Migration ist nach wie vor das zentrale Streitthema der Koalitionsverhandlungen zwischen Union und SPD. Die Arbeitsgruppe „Innen & Recht“ hat nun ihre Ergebnisse vorgelegt. In einem 20-seitigen Dokument wird eine „Zeitenwende in der inneren Sicherheit“ angekündigt. Beim Thema Zurückweisungen an den Grenzen sind sich die Koalitionspartner offenbar näher gekommen. Beim Chancenaufenthaltsrecht gehen die Meinungen dagegen stark auseinander.
Man werde „in Abstimmung mit unseren europäischen Nachbarn Zurückweisungen an den gemeinsamen Grenzen auch bei Asylgesuchen vornehmen.“ Diese Formulierung wurde unverändert aus dem vorherigen Sondierungspapier übernommen. Streitpunkt bleibt die Interpretation der „Abstimmung“. Die SPD bevorzugt eine einvernehmliche Abstimmung mit den EU-Nachbarn, während die Union eine bloße Informationspflicht für ausreichend hält.
Beim Thema Bleiberecht gehen die Positionen der Parteien noch weiter auseinander. Während die SPD das Chancenaufenthaltsrecht verlängern will, das Geduldeten dauerhaftes Bleiben ermöglicht, fordert die Union ein Ende dieser Praxis und will Aufenthaltsrechte für abgelehnte Asylbewerber „wieder zur Ausnahme“ erklären. Die SPD will jedoch auch, dass eine neue Bundesregierung „einen Aufenthaltstitel“ für Menschen, die normalerweise das Land verlassen müssten, schafft. Dabei geht es auch um Personen, die viele der Kriterien zur erfolgreichen Integration „noch nicht erfüllen“.
Doch die Härte der Union bei diesem Thema scheint wohl Geschichte zu sein.

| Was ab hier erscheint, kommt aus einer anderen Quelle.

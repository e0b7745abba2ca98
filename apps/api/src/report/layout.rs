//! Fixed-width text layout: greedy word wrap and page breaking.
//!
//! Widths are measured in `char`s. Every page reserves two lines for its footer
//! (a blank separator and `Page N of M`).

use serde::{Deserialize, Serialize};

pub const DEFAULT_LINE_WIDTH: usize = 90;
pub const DEFAULT_LINES_PER_PAGE: usize = 56;

const FOOTER_LINES: usize = 2;
const MIN_LINE_WIDTH: usize = 20;

#[derive(Debug, Clone, Copy, PartialEq, Eq, Serialize, Deserialize)]
pub struct PageConfig {
    pub line_width: usize,
    /// Including the footer.
    pub lines_per_page: usize,
}

impl Default for PageConfig {
    fn default() -> Self {
        Self {
            line_width: DEFAULT_LINE_WIDTH,
            lines_per_page: DEFAULT_LINES_PER_PAGE,
        }
    }
}

impl PageConfig {
    /// Clamps nonsensical values so layout always makes progress.
    pub fn new(line_width: usize, lines_per_page: usize) -> Self {
        Self {
            line_width: line_width.max(MIN_LINE_WIDTH),
            lines_per_page: lines_per_page.max(FOOTER_LINES + 1),
        }
    }

    pub fn body_lines(&self) -> usize {
        self.lines_per_page.saturating_sub(FOOTER_LINES).max(1)
    }
}

/// Greedy word wrap. Words longer than `width` are split across lines.
/// Blank or whitespace-only input yields no lines.
pub fn wrap_text(text: &str, width: usize) -> Vec<String> {
    let width = width.max(1);
    let mut lines = Vec::new();
    let mut current = String::new();
    let mut current_len = 0usize;

    for word in text.split_whitespace() {
        let mut word: Vec<char> = word.chars().collect();

        while word.len() > width {
            if current_len > 0 {
                lines.push(std::mem::take(&mut current));
                current_len = 0;
            }
            let rest = word.split_off(width);
            lines.push(word.into_iter().collect());
            word = rest;
        }
        if word.is_empty() {
            continue;
        }

        let space = usize::from(current_len > 0);
        if current_len + space + word.len() > width {
            lines.push(std::mem::take(&mut current));
            current_len = 0;
        }
        if current_len > 0 {
            current.push(' ');
            current_len += 1;
        }
        current_len += word.len();
        current.extend(word);
    }
    if current_len > 0 {
        lines.push(current);
    }
    lines
}

/// Wraps `text` and prefixes every line with `indent` spaces, keeping the total within `width`.
pub fn wrap_indented(text: &str, width: usize, indent: usize) -> Vec<String> {
    let pad = " ".repeat(indent);
    wrap_text(text, width.saturating_sub(indent))
        .into_iter()
        .map(|line| format!("{pad}{line}"))
        .collect()
}

/// Splits body lines into pages of `config.body_lines()` each. Always returns at least one page.
pub fn paginate(lines: Vec<String>, config: &PageConfig) -> Vec<Vec<String>> {
    let per_page = config.body_lines();
    if lines.is_empty() {
        return vec![Vec::new()];
    }
    let mut pages = Vec::with_capacity(lines.len().div_ceil(per_page));
    let mut iter = lines.into_iter().peekable();
    while iter.peek().is_some() {
        pages.push(iter.by_ref().take(per_page).collect());
    }
    pages
}

/// Joins pages into one document: each page padded to full height, footer appended, and
/// pages separated by form feeds.
pub fn compose_pages(pages: Vec<Vec<String>>, config: &PageConfig) -> String {
    let total = pages.len();
    let mut out = String::new();
    for (index, page) in pages.into_iter().enumerate() {
        if index > 0 {
            out.push('\u{0C}');
        }
        let used = page.len();
        for line in page {
            out.push_str(line.trim_end());
            out.push('\n');
        }
        for _ in used..config.body_lines() {
            out.push('\n');
        }
        out.push('\n');
        let footer = format!("Page {} of {}", index + 1, total);
        let pad = config.line_width.saturating_sub(footer.len()) / 2;
        out.push_str(&" ".repeat(pad));
        out.push_str(&footer);
        out.push('\n');
    }
    out
}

So erklärte der sächsische Innenminister Armin Schuster im Gespräch mit Table.Today, dass die Union offen für einen „Spurwechsel“ in der Asylpolitik sei, der es auch eigentlich ausreisepflichtigen, aber geduldeten Migranten ermöglicht, eine Aufenthaltserlaubnis zu bekommen und dann als Arbeitsmigrant dauerhaft legal im Land zu bleiben (Apollo News berichtete).
Die Arbeitsgruppe einigte sich darauf, dass „abgelehnte Asylbewerber unser Land wieder verlassen“ müssen. Insbesondere Straftäter und Gefährder sollen konsequent abgeschoben werden, selbst in Krisengebiete wie Afghanistan und Syrien. Insbesondere bei „schweren Straftaten“, die eine „Freiheitsstrafe“ mit sich bringen, komme es „zu einer Regelausweisung“, heißt es im Koalitionspapier. Besonders hart will man bei „Straftaten gegen Leib und Leben, gegen die sexuelle Selbstbestimmung, bei Volksverhetzung, bei antisemitisch motivierten Straftaten sowie bei Widerstand und einem tätlichen Angriff gegen Vollstreckungsbeamte“ vorgehen. Allerdings herrscht auch hier Uneinigkeit über die konkreten Instrumente, wie etwa die Union-Forderung nach „Bundesausreisezentren in Flughafennähe“, die bislang keine Zustimmung fand.